UNIVERSITY of GLASGOW

Etchings         Institutions search term: gutekunst

Mrs Leyland, Sr.

Impression: Freer Gallery of Art
Freer Gallery of Art
(1898.402)
Number: 123
Date: 1874/1875
Medium: drypoint
Size: 229 x 153 mm
Signed: butterfly at lower right
Inscribed: no
Set/Publication: 'Cancelled Plates', 1879
No. of States: 3
Known impressions: 19
Catalogues: K.103; M.104; W.227
Impressions taken from this plate  (19)

KEYWORD

age, cancelled plate, dress, portrait, woman seated.

TITLE

Variations on the title are as follows:


'Mrs Leyland Sen' (1877, Whistler). 1
'F. R. Leyland’s Mother' (1899, Frederick Wedmore (1844-1921)). 2
'Madame Leyland' (1909, Howard Mansfield (1849-1938)). 3


'Mrs Leyland, Senoir' is based on Whistler's original title.

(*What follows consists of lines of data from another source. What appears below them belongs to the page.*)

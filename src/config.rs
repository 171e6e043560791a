//! Configuration module with TOML parsing and validation
//!
//! All operational values are externalized - no hardcoded ports, limits, or
//! blocklists. Configuration is loaded once at startup and treated as
//! read-only for the lifetime of the process.

use std::collections::HashMap;
use std::net::SocketAddr;
use std::path::Path;

use serde::{Deserialize, Serialize};
use tracing::warn;

/// Main application configuration
#[derive(Debug, Clone, Serialize, Deserialize)]
#[serde(default)]
pub struct AppConfig {
    /// Server bind configuration
    pub server: ServerConfig,
    /// Outbound fetch configuration
    pub upstream: UpstreamConfig,
    /// Target validation (SSRF defense) configuration
    pub validation: ValidationConfig,
    /// Per-endpoint-class rate admission configuration
    pub rate_limit: RateLimitConfig,
    /// Content rewriting configuration
    pub rewrite: RewriteConfig,
    /// Logging configuration
    pub logging: LoggingConfig,
}

impl Default for AppConfig {
    fn default() -> Self {
        Self {
            server: ServerConfig::default(),
            upstream: UpstreamConfig::default(),
            validation: ValidationConfig::default(),
            rate_limit: RateLimitConfig::default(),
            rewrite: RewriteConfig::default(),
            logging: LoggingConfig::default(),
        }
    }
}

impl AppConfig {
    /// Load configuration from a TOML file. A missing file yields defaults
    /// with a warning so the proxy can run unconfigured in development.
    pub fn load(path: impl AsRef<Path>) -> anyhow::Result<Self> {
        let path = path.as_ref();
        if !path.exists() {
            warn!("Configuration file {:?} not found, using defaults", path);
            return Ok(Self::default());
        }
        let raw = std::fs::read_to_string(path)?;
        let config: Self = toml::from_str(&raw)?;
        Ok(config)
    }

    /// Validate configuration consistency
    pub fn validate(&self) -> anyhow::Result<()> {
        if self.server.port == 0 {
            anyhow::bail!("server.port must be non-zero");
        }
        self.server
            .socket_addr()
            .map_err(|e| anyhow::anyhow!("invalid server bind address: {}", e))?;

        if self.upstream.max_response_bytes == 0 {
            anyhow::bail!("upstream.max_response_bytes must be non-zero");
        }
        if self.upstream.full_timeout_secs == 0 || self.upstream.probe_timeout_secs == 0 {
            anyhow::bail!("upstream timeouts must be non-zero");
        }

        if self.validation.max_url_length == 0 {
            anyhow::bail!("validation.max_url_length must be non-zero");
        }

        for (class, limit) in &self.rate_limit.classes {
            if limit.max_requests == 0 || limit.window_secs == 0 {
                anyhow::bail!("rate_limit.classes.{}: limits must be non-zero", class);
            }
        }

        url::Url::parse(&self.server.public_url)
            .map_err(|e| anyhow::anyhow!("invalid server.public_url: {}", e))?;

        Ok(())
    }
}

/// HTTP server bind configuration
#[derive(Debug, Clone, Serialize, Deserialize)]
#[serde(default)]
pub struct ServerConfig {
    /// Bind address
    pub bind_address: String,
    /// TCP port
    pub port: u16,
    /// Externally visible base URL of the proxy endpoint. Rewritten
    /// navigation and redirect targets route back through this URL.
    pub public_url: String,
    /// Production flag - suppresses internal error details in responses
    pub production: bool,
}

impl Default for ServerConfig {
    fn default() -> Self {
        Self {
            bind_address: "0.0.0.0".to_string(),
            port: 8080,
            public_url: "http://localhost:8080/proxy".to_string(),
            production: false,
        }
    }
}

impl ServerConfig {
    /// Get the socket address for binding
    pub fn socket_addr(&self) -> Result<SocketAddr, std::net::AddrParseError> {
        format!("{}:{}", self.bind_address, self.port).parse()
    }
}

/// Outbound fetch configuration
#[derive(Debug, Clone, Serialize, Deserialize)]
#[serde(default)]
pub struct UpstreamConfig {
    /// Overall timeout for full fetches (seconds)
    pub full_timeout_secs: u64,
    /// Timeout for probe (existence check) fetches (seconds)
    pub probe_timeout_secs: u64,
    /// Maximum redirect hops followed per fetch
    pub max_redirects: usize,
    /// Response size ceiling in bytes
    pub max_response_bytes: u64,
    /// User-agent presented to upstream servers
    pub user_agent: String,
}

impl Default for UpstreamConfig {
    fn default() -> Self {
        Self {
            full_timeout_secs: 25,
            probe_timeout_secs: 5,
            max_redirects: 5,
            max_response_bytes: 50 * 1024 * 1024,
            user_agent: "Mozilla/5.0 (Windows NT 10.0; Win64; x64) AppleWebKit/537.36 \
                         (KHTML, like Gecko) Chrome/120.0.0.0 Safari/537.36"
                .to_string(),
        }
    }
}

/// Target validation configuration
#[derive(Debug, Clone, Serialize, Deserialize)]
#[serde(default)]
pub struct ValidationConfig {
    /// Maximum accepted URL length
    pub max_url_length: usize,
    /// Operator-configured domain blocklist (substring match on hostname)
    pub blocked_domains: Vec<String>,
    /// Ports never fetched from, regardless of target
    pub blocked_ports: Vec<u16>,
    /// Additional suspicious-pattern regexes beyond the built-in set
    pub custom_patterns: Vec<String>,
}

impl Default for ValidationConfig {
    fn default() -> Self {
        Self {
            max_url_length: 2048,
            blocked_domains: Vec::new(),
            blocked_ports: vec![22, 23, 25, 110, 135, 139, 445, 3389],
            custom_patterns: Vec::new(),
        }
    }
}

/// Fixed-window limit for one endpoint class
#[derive(Debug, Clone, Copy, Serialize, Deserialize)]
#[serde(default)]
pub struct WindowLimit {
    /// Maximum admitted requests per window
    pub max_requests: u32,
    /// Window duration (seconds)
    pub window_secs: u64,
}

impl Default for WindowLimit {
    fn default() -> Self {
        Self {
            max_requests: 60,
            window_secs: 60,
        }
    }
}

/// Rate admission configuration - one independent limiter per endpoint class
#[derive(Debug, Clone, Serialize, Deserialize)]
#[serde(default)]
pub struct RateLimitConfig {
    /// Per-class window limits, keyed by class name (proxy, chat, image)
    pub classes: HashMap<String, WindowLimit>,
    /// Sweep interval for stale client windows (seconds)
    pub sweep_interval_secs: u64,
}

impl Default for RateLimitConfig {
    fn default() -> Self {
        let mut classes = HashMap::new();
        classes.insert(
            "proxy".to_string(),
            WindowLimit {
                max_requests: 60,
                window_secs: 60,
            },
        );
        classes.insert(
            "chat".to_string(),
            WindowLimit {
                max_requests: 20,
                window_secs: 60,
            },
        );
        classes.insert(
            "image".to_string(),
            WindowLimit {
                max_requests: 10,
                window_secs: 60,
            },
        );
        Self {
            classes,
            sweep_interval_secs: 60,
        }
    }
}

/// Content rewriting configuration
#[derive(Debug, Clone, Serialize, Deserialize)]
#[serde(default)]
pub struct RewriteConfig {
    /// URL of the fixed script injected into every rewritten page
    pub script_url: String,
}

impl Default for RewriteConfig {
    fn default() -> Self {
        Self {
            script_url: "/static/overlay.js".to_string(),
        }
    }
}

/// Logging configuration
#[derive(Debug, Clone, Serialize, Deserialize)]
#[serde(default)]
pub struct LoggingConfig {
    /// Log level filter (trace, debug, info, warn, error)
    pub level: String,
    /// Emit JSON-formatted logs
    pub json: bool,
}

impl Default for LoggingConfig {
    fn default() -> Self {
        Self {
            level: "info".to_string(),
            json: false,
        }
    }
}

1: Whistler to C. A. Howell, 9-11 November 1877, GUW #12738.

2: Wedmore 1899 (cat. no. 227).

3: Mansfield 1909 (cat. no. 104).

DESCRIPTION

A three-quarter length portrait of an elderly lady sitting in a high-backed armchair, facing three-quarters left, but looking at the viewer. She wears a bonnet trimmed with feathers and/or ribbons, a dress with a dark bow or collar at the neck, and possibly a loose jacket or scarf and a patterned shawl over her shoulders. Her arms rest on the arms of the chair, her hands in her lap. There is shading in the background.

SITTER

Anne Jane Leyland (1811-1877), was the mother of Frederick Richards Leyland (1832-1892). She was about seventy years old at this time, and still had a commanding presence. She died a couple of years later. She had four children, and her husband may have died (or absconded, or been deported to Australia - there are various theories) by 1838. In the Liverpool census for 1841 Anne Leyland was recorded as a 30-year-old milliner, and in the same house lived Johannah Leyland, age 25, also a milliner; Frederick aged 9; John aged 7; Eliza aged 5; Thomas aged 3 and a 10-year-old Irish girl - probably a skivvie called Mary Lynch.
To make ends meet, she took in lodgers and worked in dining-rooms in Liverpool patronised by the staff of Bibby & Co., where her son Frederick was to get his start in life. In 1851 the census described her as a 38-year-old widow, householder, at 27 Seymour Street, and the family consisted of Frederick R. Leyland, by then aged 19, book keeper; John Elphick Leyland, 18, clerk; Thomas Alexander Leyland, 13, apprentice insurance agent, an Irish servant Ann McKewn, and two male lodgers. 4

By 1861 the children had left home and she was sufficiently independent to be described as a 'lady'. When Frederick married Frances Dawson, the newly-weds lived for some time with his mother; later, she moved to Falkner Street, and her son and family to 36 Falkner Street - a respectable middle-class area - until Leyland took on the lease of Speke Hall in 1866. It was probably at Speke that Whistler's portrait of Mrs Leyland Senior was done. 5

4: Liverpool Census, HO107/561/19 , Folio 16, p. 24 ; HO107/2183 Folio11, p.14.

5: Merrill 1998 , pp. 111, 113, 117-118.

DISCUSSION

Other portraits of elderly women include La Mère Gérard [24], La Rétameuse [26], La Vieille aux Loques [27], Whistler's Mother [103], The Beggars [190], and Marchande de Vin, Ajaccio [485].